Monday, October 21, 2013

$750 Million for One Chase Plaza - to China

One Chase Plaza, the fifteenth tallest building in Manhattan and one of the most desirable, sold last week to a Chinese company, Fosun.  See article below by Stansberry & Associates.  It is scary to me to find foreigners owning a lot more in USA than we own overseas.  With our deficit spending, it will accelerate. I am old enough that I probably will not live to be ruined by it, but a younger generation here must fear a fate like Greece, once a proud nation.  (All of us working souls should make efforts to rein in the big spenders in Washington, politicians and bureaucrats.)
 
Henry Rogers, CCIM, ALC
904-421-8537, cell 904-614-4828
 
 
 
The last, most obvious warning… The secret history of One Chase Plaza… The foreign creditor shopping spree continues…


 
Apple's record phone sales mean nothing for the economy…

Apple recently sold more than 9 million new iPhones – its best launch in history. This has generated a lot of optimism in some investors.

But in today's Digest Premium, Porter says this event has nothing to do with the strength of the economy.

To subscribe to Digest Premium and access today's analysis risk-free, click here.
 A building – One Chase Plaza – was sold yesterday in New York for $750 million.

Not surprisingly, the building was bought by a Chinese asset-management firm, Fosun.

 Today's Friday Digest is about this deal… and the massive economic forces that lie behind it. The story of One Chase Plaza is the story of how America was sold to its bankers. It's the story of how inflation plundered our wages. It's the story of how credit, rather than savings, came to dominate our economy and transform our way of life. It's the story of how America was packaged and sold to our foreign creditors – mostly the Chinese.

 Since 1996, the Chinese have made 51 major acquisitions in America, including deals to own or control iconic U.S. assets like computer giant IBM, carmaker GM, meat producer Smithfield Foods, U.S. power company AES Corp., major airplane lessor International Lease Finance Corp., investment bank Morgan Stanley, and private-equity firm Blackstone Group. They've also bought trophy real estate around the U.S., like the GM Tower.

 These deals didn't happen by accident. They happened because the U.S. continues to consume far more than it produces. We finance this consumption with debt that's owned in large measure by foreign creditors. Take the U.S. Treasury debt, for example. At nearly $17 trillion, this is the world's largest pile of obligations. If you exclude Treasury obligations held by the U.S. government and the Federal Reserve, 54% of the remaining obligations are held by foreign creditors. And these foreign debts continue to grow rapidly – at about $500 billion annually.
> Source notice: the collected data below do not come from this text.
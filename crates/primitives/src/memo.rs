//! Transaction memos.
//!
//! The custody core only cares about a memo's type tag and, for some types, a block height or a
//! referenced transaction id. Everything else in a memo is interpreted by downstream handlers.

use std::fmt;

use serde::{Deserialize, Serialize};
use thiserror::Error;

use crate::{
    errors::ParseError,
    ids::TxId,
    types::BlockHeight,
};

/// The type tag of a memo.
#[derive(Debug, Clone, Copy, PartialEq, Eq, PartialOrd, Ord, Hash, Serialize, Deserialize)]
pub enum MemoKind {
    /// Swap to another asset.
    Swap,
    /// Add liquidity to a pool.
    AddLiquidity,
    /// Withdraw liquidity from a pool.
    Withdraw,
    /// Move funds from a retiring vault to a new one.
    Migrate,
    /// Return funds of a failed inbound.
    Refund,
    /// Payment produced by a processed inbound.
    Outbound,
    /// Vault-internal consolidation.
    Internal,
    /// Fund a per-node vault from a shared vault.
    YggdrasilFund,
    /// Return funds from a per-node vault to a shared vault.
    YggdrasilReturn,
    /// Sweep funds out of a chain being retired.
    Ragnarok,
    /// Donate to a pool.
    Donate,
    /// Do nothing beyond crediting the vault.
    Noop,
}

impl MemoKind {
    /// Returns whether the memo marks a payment produced by the network.
    pub const fn is_outbound(&self) -> bool {
        matches!(self, MemoKind::Outbound | MemoKind::Refund)
    }

    /// Returns whether the memo marks a vault-internal fund movement.
    pub const fn is_internal(&self) -> bool {
        matches!(
            self,
            MemoKind::Migrate
                | MemoKind::Internal
                | MemoKind::YggdrasilFund
                | MemoKind::YggdrasilReturn
                | MemoKind::Ragnarok
        )
    }

    /// Returns whether the memo is a user request into the network.
    pub const fn is_inbound(&self) -> bool {
        !self.is_outbound() && !self.is_internal()
    }

    /// Returns whether payments with this memo are exempt from the outbound fee and may carry a
    /// zero amount.
    pub const fn is_fee_exempt(&self) -> bool {
        matches!(
            self,
            MemoKind::Migrate
                | MemoKind::YggdrasilFund
                | MemoKind::YggdrasilReturn
                | MemoKind::Ragnarok
        )
    }

    /// Returns whether the scheduler throttles payments with this memo.
    pub const fn is_throttled(&self) -> bool {
        self.is_outbound()
    }
}

impl fmt::Display for MemoKind {
    fn fmt(&self, f: &mut fmt::Formatter<'_>) -> fmt::Result {
        let s = match self {
            MemoKind::Swap => "swap",
            MemoKind::AddLiquidity => "add-liquidity",
            MemoKind::Withdraw => "withdraw",
            MemoKind::Migrate => "migrate",
            MemoKind::Refund => "refund",
            MemoKind::Outbound => "outbound",
            MemoKind::Internal => "internal",
            MemoKind::YggdrasilFund => "yggdrasil-fund",
            MemoKind::YggdrasilReturn => "yggdrasil-return",
            MemoKind::Ragnarok => "ragnarok",
            MemoKind::Donate => "donate",
            MemoKind::Noop => "noop",
        };
        f.write_str(s)
    }
}

/// A parsed memo.
#[derive(Debug, Clone, PartialEq, Eq, Serialize, Deserialize)]
pub struct Memo {
    /// The type tag.
    pub kind: MemoKind,

    /// Block height carried by internal memos.
    pub block_height: Option<BlockHeight>,

    /// Transaction referenced by outbound and refund memos.
    pub tx_id: Option<TxId>,
}

impl Memo {
    /// Creates a memo with no extra fields.
    pub const fn new(kind: MemoKind) -> Self {
        Self {
            kind,
            block_height: None,
            tx_id: None,
        }
    }

    /// Memo text of an outbound paying out against `in_hash`.
    pub fn outbound(in_hash: &TxId) -> String {
        format!("OUT:{in_hash}")
    }

    /// Memo text of a refund of `in_hash`.
    pub fn refund(in_hash: &TxId) -> String {
        format!("REFUND:{in_hash}")
    }

    /// Memo text of a migration scheduled at `height`.
    pub fn migrate(height: BlockHeight) -> String {
        format!("MIGRATE:{height}")
    }

    /// Memo text of a per-node vault funding scheduled at `height`.
    pub fn yggdrasil_fund(height: BlockHeight) -> String {
        format!("YGGDRASIL+:{height}")
    }

    /// Memo text of a per-node vault return scheduled at `height`.
    pub fn yggdrasil_return(height: BlockHeight) -> String {
        format!("YGGDRASIL-:{height}")
    }

    /// Memo text of a chain-retirement sweep scheduled at `height`.
    pub fn ragnarok(height: BlockHeight) -> String {
        format!("RAGNAROK:{height}")
    }
}

/// Errors that can occur while parsing a memo.
#[derive(Debug, Clone, PartialEq, Eq, Error)]
pub enum MemoError {
    /// The memo is empty.
    #[error("empty memo")]
    Empty,

    /// The type tag is not recognized.
    #[error("unknown memo type: {0}")]
    UnknownType(String),

    /// A field required by the memo type is missing.
    #[error("memo {kind} is missing its {field}")]
    MissingField {
        /// The memo type.
        kind: MemoKind,
        /// The missing field.
        field: &'static str,
    },

    /// The block height field is not a number.
    #[error("invalid block height in memo: {0}")]
    InvalidHeight(String),

    /// The tx id field is malformed.
    #[error("invalid tx id in memo: {0}")]
    InvalidTxId(#[from] ParseError),
}

/// Parses raw memo text into a typed [`Memo`].
pub trait MemoParser {
    /// Parses `raw`.
    fn parse(&self, raw: &str) -> Result<Memo, MemoError>;
}

/// Parser for the colon-separated memo grammar, e.g. `SWAP:BTC.BTC:addr` or `OUT:<txid>`.
#[derive(Debug, Clone, Copy, Default)]
pub struct StandardMemoParser;

impl StandardMemoParser {
    fn kind(tag: &str) -> Option<MemoKind> {
        let kind = match tag.to_ascii_uppercase().as_str() {
            "SWAP" | "=" | "S" => MemoKind::Swap,
            "ADD" | "+" | "A" => MemoKind::AddLiquidity,
            "WITHDRAW" | "-" | "WD" => MemoKind::Withdraw,
            "MIGRATE" => MemoKind::Migrate,
            "REFUND" => MemoKind::Refund,
            "OUT" => MemoKind::Outbound,
            "CONSOLIDATE" => MemoKind::Internal,
            "YGGDRASIL+" => MemoKind::YggdrasilFund,
            "YGGDRASIL-" => MemoKind::YggdrasilReturn,
            "RAGNAROK" => MemoKind::Ragnarok,
            "DONATE" | "D" => MemoKind::Donate,
            "NOOP" => MemoKind::Noop,
            _ => return None,
        };

        Some(kind)
    }
}

impl MemoParser for StandardMemoParser {
    fn parse(&self, raw: &str) -> Result<Memo, MemoError> {
        let raw = raw.trim();
        if raw.is_empty() {
            return Err(MemoError::Empty);
        }

        let mut parts = raw.split(':');
        let tag = parts.next().unwrap_or_default();
        let kind = Self::kind(tag).ok_or_else(|| MemoError::UnknownType(tag.to_string()))?;
        let field = parts.next().filter(|f| !f.is_empty());

        let mut memo = Memo::new(kind);
        match kind {
            MemoKind::Migrate
            | MemoKind::YggdrasilFund
            | MemoKind::YggdrasilReturn
            | MemoKind::Ragnarok => {
                let field = field.ok_or(MemoError::MissingField {
                    kind,
                    field: "block height",
                })?;
                let height = field
                    .parse()
                    .map_err(|_| MemoError::InvalidHeight(field.to_string()))?;
                memo.block_height = Some(height);
            }
            MemoKind::Outbound | MemoKind::Refund => {
                let field = field.ok_or(MemoError::MissingField {
                    kind,
                    field: "tx id",
                })?;
                memo.tx_id = Some(TxId::parse(field)?);
            }
            _ => {}
        }

        Ok(memo)
    }
}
 Debt service on these obligations allows our foreign creditors to continually buy America's best assets. Today, foreign creditors directly own and control U.S. assets worth more than $25 trillion. That's roughly a third of all the wealth in America. And that's far more than what Americans own overseas, which equals nearly $5 trillion.

Every year that goes by, our foreign rivals will earn more on their American assets than we're able to earn on our foreign investments. They will grow wealthier and wealthier… while we become poorer and poorer in comparison.

As Warren Buffett famously said about this situation 10 years ago: "We have entered the world of negative compounding – goodbye pleasure, hello pain."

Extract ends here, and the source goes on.